Les résidents du Fort Niagara dans l’État de New York durent bien se demander d’où pouvait venir cette terrible explosion qui fit trembler leurs fenêtres en ce mercredi 27 avril 1813. Ils ne se doutaient sans doute pas que cet énorme fracas venait en fait de York, la capitale de la colonie britannique du Haut-Canada, qui se trouvait en face sur l’autre rive du lac Ontario. Le Lieutenant Tito Lelièvre venait, sur ordre de son supérieur le Général britannique Sheaffe, de saborder la réserve de poudre et de munitions de la garnison.

Ralph Henri Bruyères, ingénieur militaire au Canada, l’avait bien pressenti dans son rapport de février 1813 : la ville était indéfendable. Les arguments ne manquaient pas : absence d’obstacles naturels qui puissent la protéger, une citadelle mal entretenue et des canons trop courts. Ajoutons à cela  des difficultés de ravitaillement, une milice peu entraînée et des troupes britanniques de second ordre (on gardait sans doute les meilleures pour les batailles en Europe). La population quant à elle comptait beaucoup d’immigrés américains dont l’allégeance à la Couronne britannique était discutable. La garnison était commandée par le Général Sheaffe, un chef militaire qui s’avéra plus tard bien trop indécis.

Danièle Caloz, guide pour le compte de la Société d’histoire de Toronto et détentrice d’une maîtrise d’histoire, explique aux participants venus pour la visite du fort que rien n’augurait de bon pour la capitale du Haut-Canada en ce printemps de 1813. Comme toutes les garnisons le long de la frontière depuis le début des hostilités avec les États américains voisins, York était en état d’alerte.

L’attaque portée par les Américains le 27 avril 1813 ne fut donc pas une surprise. Après un hiver rigoureux et à la faveur d’une fonte des glaces précoce, le général en chef américain Dearborn demanda à ses 3000 hom-mes et 14 navires d’accoster près du vieux Fort Rouillé, ancien fort français situé à l’emplacement du Parc des expositions aujourd’hui. Le Révérend Strachan essaiera bien d’organiser la défense de la petite ville de 700 habitants, située à cette époque à l’est du fort entre les rues Jarvis et Parliament. On y comptait six magasins, dont un tenu par un francophone, Quetton Saint-George. On y trouvait également pas moins de neuf tavernes, lieux où parait-il d’innombrables  péchés s’y commettaient! Capitale de la colonie, York était le lieu de résidence du lieutenant-gouverneur et le siège du parlement de la jeune colonie. Le fort quant à lui était campé à l’est de son emplacement actuel, de l’autre côté de la rivière Garrison (en gros la rue Bathurst). La poudrière de la garnison avait été aménagée près de la rive du lac.

Peu après leur débarquement, les troupes américaines se heurtèrent tout d’abord à des tireurs d’élite amérindiens venus à leur rencontre. Les Américains prirent le dessus et s’engagèrent ensuite contre les 1600 hommes du Général Sheaffe dans une clairière un peu à l’ouest de la citadelle. Là encore, les Américains s’imposèrent rapidement. Dans sa retraite, le Général Sheaffe ordonna alors de faire sauter la poudrière, explosion qui causa la mort de nombreux soldats américains. À la grande surprise de tous les habitants, Sheaffe donna l’ordre à ses  troupes de se replier sur Kingston et d’abandonner ainsi York à son propre sort.

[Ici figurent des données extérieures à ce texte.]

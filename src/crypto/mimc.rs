//! MiMC sponge over the BN254 scalar field.
//!
//! This is the default hash binding: the off-circuit image of the
//! in-circuit gadget in `circuits::mimc`. The construction matches the
//! gnark-crypto BN254 MiMC: 110 rounds of `x ← (x + h + c)^5` in a
//! Miyaguchi–Preneel chain, with round constants drawn from a Keccak-256
//! chain seeded by `"seed"`. Absorbing a field element is byte-equivalent
//! to absorbing its canonical 32-byte big-endian encoding.

use std::sync::OnceLock;

use ark_bn254::Fr;
use ark_ff::{Field, PrimeField, Zero};
use sha3::{Digest, Keccak256};

use crate::domain::tree::LeanIMTHasher;

/// Number of permutation rounds for BN254.
pub const ROUNDS: usize = 110;

const SEED: &[u8] = b"seed";

/// Round constants `c_i = keccak^{i+2}("seed")`, reduced mod q.
///
/// Shared with the in-circuit gadget; both sides must use the same table.
pub fn round_constants() -> &'static [Fr; ROUNDS] {
    static CONSTANTS: OnceLock<[Fr; ROUNDS]> = OnceLock::new();
    CONSTANTS.get_or_init(|| {
        let mut rnd: [u8; 32] = Keccak256::digest(SEED).into();
        let mut constants = [Fr::zero(); ROUNDS];
        for constant in constants.iter_mut() {
            rnd = Keccak256::digest(rnd).into();
            *constant = Fr::from_be_bytes_mod_order(&rnd);
        }
        constants
    })
}

/// MiMC block encryption keyed by the running sponge state.
fn encrypt(h: &Fr, block: &Fr) -> Fr {
    let mut x = *block;
    for constant in round_constants() {
        let t = x + h + constant;
        x = t.square().square() * t;
    }
    x + h
}

/// Hash a sequence of field elements: `h ← encrypt(h, m) + h + m` per block.
pub fn mimc_hash(inputs: &[Fr]) -> Fr {
    let mut h = Fr::zero();
    for block in inputs {
        let enc = encrypt(&h, block);
        h += enc + block;
    }
    h
}

/// MiMC hasher for the lean incremental Merkle tree.
#[derive(Debug, Default, Clone)]
pub struct MimcHash;

impl LeanIMTHasher for MimcHash {
    fn hash(inputs: &[Fr]) -> Fr {
        mimc_hash(inputs)
    }
}

#[cfg(test)]
mod tests {
    use std::str::FromStr;

    use super::*;

    #[test]
    fn hash_is_deterministic() {
        let a = Fr::from(1u64);
        let b = Fr::from(2u64);
        assert_eq!(mimc_hash(&[a, b]), mimc_hash(&[a, b]));
    }

    #[test]
    fn hash_order_matters() {
        let a = Fr::from(1u64);
        let b = Fr::from(2u64);
        assert_ne!(mimc_hash(&[a, b]), mimc_hash(&[b, a]));
    }

    #[test]
    fn hash_length_matters() {
        let a = Fr::from(1u64);
        assert_ne!(mimc_hash(&[a]), mimc_hash(&[a, a]));
    }

    #[test]
    fn known_pair_vector() {
        // mimc(3, 4), the level-1 node of the reference four-leaf tree.
        let expected = Fr::from_str(
            "2190690676082781141873133671079047905725045108867240828170571956736152080833",
        )
        .unwrap();
        assert_eq!(mimc_hash(&[Fr::from(3u64), Fr::from(4u64)]), expected);
    }

    #[test]
    fn constants_are_stable() {
        let first = round_constants()[0];
        assert_eq!(round_constants()[0], first);
        assert_ne!(round_constants()[0], round_constants()[1]);
    }
}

Cette décision fit dire au shérif Bleikie : « Nous furent abandonnés comme un troupeau de moutons dans la rue! » L’acte de reddition présentée par les citoyens de York ne sera signé par Dearborn que le 28 avril. Le Lieutenant François Gauvreau, un officier francophone de la Marine provinciale, acceptera les termes de la capitulation au nom de la ville. Entretemps, les soldats américains ne se priveront pas de saccager, piller et confisquer les biens des habitants. À leur grande déception, ils ne parviendront pas à saisir un navire en construction, brûlé à la hâte par ce même… Tito Lelièvre! Après avoir rempli les cales de leurs bateaux de leur butin, les soldats américains se retirèrent cinq jours après leur arrivée. Ironie du sort, une forte tempête empêchera les navires de quitter la baie de la rivière Humber pendant une semaine.

On raconte qu’en représailles au saccage de York, des troupes britanniques brûleront la Maison Blanche à Washington. La colonie du Haut-Canada ne cèdera pas à l’envahisseur américain et deviendra un jour la province de l’Ontario. Quant à York, elle s’en remettra fort bien puisqu’elle deviendra un jour une très grande ville. Vous la connaissez tous puisqu’il s’agit aujourd’hui de Toronto.

Photo : Visite de Fort York par la Société d’histoire de Toronto à l’occasion de l’anniversaire de la bataille de York.